▶ _REQUIRED ACTION_: Could you set down all of the data again, exactly as it stands?

==================================================

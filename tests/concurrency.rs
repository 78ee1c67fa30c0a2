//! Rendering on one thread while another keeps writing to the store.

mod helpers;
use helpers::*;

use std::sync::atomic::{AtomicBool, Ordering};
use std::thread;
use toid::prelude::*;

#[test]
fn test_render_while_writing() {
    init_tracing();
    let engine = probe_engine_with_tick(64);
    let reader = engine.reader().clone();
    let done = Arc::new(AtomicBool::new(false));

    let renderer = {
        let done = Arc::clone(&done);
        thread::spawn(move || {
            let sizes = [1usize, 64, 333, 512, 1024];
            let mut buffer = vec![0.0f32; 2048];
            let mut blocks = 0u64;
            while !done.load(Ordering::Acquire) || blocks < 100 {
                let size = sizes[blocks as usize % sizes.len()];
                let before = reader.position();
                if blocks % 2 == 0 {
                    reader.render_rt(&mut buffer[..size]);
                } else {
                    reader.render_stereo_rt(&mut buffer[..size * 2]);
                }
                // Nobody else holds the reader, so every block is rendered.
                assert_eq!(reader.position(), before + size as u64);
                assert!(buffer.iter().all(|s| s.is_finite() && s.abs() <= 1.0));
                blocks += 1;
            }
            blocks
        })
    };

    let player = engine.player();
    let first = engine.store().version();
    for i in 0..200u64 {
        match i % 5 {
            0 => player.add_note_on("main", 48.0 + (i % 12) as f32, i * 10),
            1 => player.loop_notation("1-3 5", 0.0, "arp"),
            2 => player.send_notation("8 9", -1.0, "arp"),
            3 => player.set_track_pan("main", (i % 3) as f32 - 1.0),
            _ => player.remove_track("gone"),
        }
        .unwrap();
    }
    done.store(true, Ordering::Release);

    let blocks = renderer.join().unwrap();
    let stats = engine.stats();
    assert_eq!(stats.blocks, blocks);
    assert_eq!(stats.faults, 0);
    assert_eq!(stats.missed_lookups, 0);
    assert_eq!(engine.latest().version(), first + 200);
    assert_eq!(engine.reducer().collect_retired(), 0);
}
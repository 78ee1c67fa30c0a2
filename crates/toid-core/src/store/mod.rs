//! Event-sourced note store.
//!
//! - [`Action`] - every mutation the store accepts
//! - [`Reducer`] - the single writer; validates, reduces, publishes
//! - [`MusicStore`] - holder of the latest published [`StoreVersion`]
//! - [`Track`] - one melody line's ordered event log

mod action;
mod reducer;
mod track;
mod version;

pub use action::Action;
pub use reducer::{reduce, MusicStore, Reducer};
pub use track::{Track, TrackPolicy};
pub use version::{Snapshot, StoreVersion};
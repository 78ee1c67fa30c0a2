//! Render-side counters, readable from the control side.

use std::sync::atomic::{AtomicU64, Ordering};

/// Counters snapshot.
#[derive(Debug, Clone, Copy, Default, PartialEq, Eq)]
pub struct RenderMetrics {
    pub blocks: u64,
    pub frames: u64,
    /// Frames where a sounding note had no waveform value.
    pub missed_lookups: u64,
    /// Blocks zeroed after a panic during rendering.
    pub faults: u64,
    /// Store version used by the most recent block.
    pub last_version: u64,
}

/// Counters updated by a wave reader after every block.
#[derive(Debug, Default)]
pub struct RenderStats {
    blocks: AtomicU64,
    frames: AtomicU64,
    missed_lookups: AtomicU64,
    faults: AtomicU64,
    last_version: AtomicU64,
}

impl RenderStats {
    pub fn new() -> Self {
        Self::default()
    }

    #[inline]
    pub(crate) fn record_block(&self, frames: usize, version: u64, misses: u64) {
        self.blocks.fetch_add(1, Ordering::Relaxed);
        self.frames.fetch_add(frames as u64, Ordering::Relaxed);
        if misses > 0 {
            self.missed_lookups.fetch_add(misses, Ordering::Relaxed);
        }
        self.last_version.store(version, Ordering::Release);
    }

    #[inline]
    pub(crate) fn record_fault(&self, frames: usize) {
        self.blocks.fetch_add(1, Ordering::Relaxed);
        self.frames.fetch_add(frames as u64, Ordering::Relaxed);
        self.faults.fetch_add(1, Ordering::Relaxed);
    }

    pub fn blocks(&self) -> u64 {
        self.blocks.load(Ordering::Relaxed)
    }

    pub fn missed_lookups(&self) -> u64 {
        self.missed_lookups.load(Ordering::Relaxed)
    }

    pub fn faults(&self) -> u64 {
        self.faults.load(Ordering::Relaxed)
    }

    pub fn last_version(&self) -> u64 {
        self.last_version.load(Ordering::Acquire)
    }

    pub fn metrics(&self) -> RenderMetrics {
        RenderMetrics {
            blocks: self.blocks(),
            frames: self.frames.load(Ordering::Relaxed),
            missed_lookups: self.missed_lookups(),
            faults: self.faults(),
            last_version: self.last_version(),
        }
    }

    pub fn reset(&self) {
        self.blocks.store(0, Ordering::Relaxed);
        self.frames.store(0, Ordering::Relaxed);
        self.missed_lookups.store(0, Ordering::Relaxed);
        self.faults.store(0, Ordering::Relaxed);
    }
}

==================================================

▶ _PROBLEM SOLUTION_:
filename tests/concurrency.rs
repository 78ee1c67fa30c0a2
//! Rendering on one thread while another keeps writing to the store.

mod helpers;
use helpers::*;

use std::sync::atomic::{AtomicBool, Ordering};
use std::thread;
use toid::prelude::*;

#[test]
fn test_render_while_writing() {
    init_tracing();
    let engine = probe_engine_with_tick(64);
    let reader = engine.reader().clone();
    let done = Arc::new(AtomicBool::new(false));

    let renderer = {
        let done = Arc::clone(&done);
        thread::spawn(move || {
            let sizes = [1usize, 64, 333, 512, 1024];
            let mut buffer = vec![0.0f32; 2048];
            let mut blocks = 0u64;
            while !done.load(Ordering::Acquire) || blocks < 100 {
                let size = sizes[blocks as usize % sizes.len()];
                let before = reader.position();
                if blocks % 2 == 0 {
                    reader.render_rt(&mut buffer[..size]);
                } else {
                    reader.render_stereo_rt(&mut buffer[..size * 2]);
                }
                // Nobody else holds the reader, so every block is rendered.
                assert_eq!(reader.position(), before + size as u64);
                assert!(buffer.iter().all(|s| s.is_finite() && s.abs() <= 1.0));
                blocks += 1;
            }
            blocks
        })
    };

    let player = engine.player();
    let first = engine.store().version();
    for i in 0..200u64 {
        match i % 5 {
            0 => player.add_note_on("main", 48.0 + (i % 12) as f32, i * 10),
            1 => player.loop_notation("1-3 5", 0.0, "arp"),
            2 => player.send_notation("8 9", -1.0, "arp"),
            3 => player.set_track_pan("main", (i % 3) as f32 - 1.0),
            _ => player.remove_track("gone"),
        }
        .unwrap();
    }
    done.store(true, Ordering::Release);

    let blocks = renderer.join().unwrap();
    let stats = engine.stats();
    assert_eq!(stats.blocks, blocks);
    assert_eq!(stats.faults, 0);
    assert_eq!(stats.missed_lookups, 0);
    assert_eq!(engine.latest().version(), first + 200);
    assert_eq!(engine.reducer().collect_retired(), 0);
}
repository 78ee1c67fa30c0a2
filename crates/toid-core/src/store/mod.rs
//! Event-sourced note store.
//!
//! - [`Action`] - every mutation the store accepts
//! - [`Reducer`] - the single writer; validates, reduces, publishes
//! - [`MusicStore`] - holder of the latest published [`StoreVersion`]
//! - [`Track`] - one melody line's ordered event log

mod action;
mod reducer;
mod track;
mod version;

pub use action::Action;
pub use reducer::{reduce, MusicStore, Reducer};
pub use track::{Track, TrackPolicy};
pub use version::{Snapshot, StoreVersion};
repository 78ee1c67fa30c0a2
//! Render-side counters, readable from the control side.

use std::sync::atomic::{AtomicU64, Ordering};

/// Counters snapshot.
#[derive(Debug, Clone, Copy, Default, PartialEq, Eq)]
pub struct RenderMetrics {
    pub blocks: u64,
    pub frames: u64,
    /// Frames where a sounding note had no waveform value.
    pub missed_lookups: u64,
    /// Blocks zeroed after a panic during rendering.
    pub faults: u64,
    /// Store version used by the most recent block.
    pub last_version: u64,
}

/// Counters updated by a wave reader after every block.
#[derive(Debug, Default)]
pub struct RenderStats {
    blocks: AtomicU64,
    frames: AtomicU64,
    missed_lookups: AtomicU64,
    faults: AtomicU64,
    last_version: AtomicU64,
}

impl RenderStats {
    pub fn new() -> Self {
        Self::default()
    }

    #[inline]
    pub(crate) fn record_block(&self, frames: usize, version: u64, misses: u64) {
        self.blocks.fetch_add(1, Ordering::Relaxed);
        self.frames.fetch_add(frames as u64, Ordering::Relaxed);
        if misses > 0 {
            self.missed_lookups.fetch_add(misses, Ordering::Relaxed);
        }
        self.last_version.store(version, Ordering::Release);
    }

    #[inline]
    pub(crate) fn record_fault(&self, frames: usize) {
        self.blocks.fetch_add(1, Ordering::Relaxed);
        self.frames.fetch_add(frames as u64, Ordering::Relaxed);
        self.faults.fetch_add(1, Ordering::Relaxed);
    }

    pub fn blocks(&self) -> u64 {
        self.blocks.load(Ordering::Relaxed)
    }

    pub fn missed_lookups(&self) -> u64 {
        self.missed_lookups.load(Ordering::Relaxed)
    }

    pub fn faults(&self) -> u64 {
        self.faults.load(Ordering::Relaxed)
    }

    pub fn last_version(&self) -> u64 {
        self.last_version.load(Ordering::Acquire)
    }

    pub fn metrics(&self) -> RenderMetrics {
        RenderMetrics {
            blocks: self.blocks(),
            frames: self.frames.load(Ordering::Relaxed),
            missed_lookups: self.missed_lookups(),
            faults: self.faults(),
            last_version: self.last_version(),
        }
    }

    pub fn reset(&self) {
        self.blocks.store(0, Ordering::Relaxed);
        self.frames.store(0, Ordering::Relaxed);
        self.missed_lookups.store(0, Ordering::Relaxed);
        self.faults.store(0, Ordering::Relaxed);
    }
}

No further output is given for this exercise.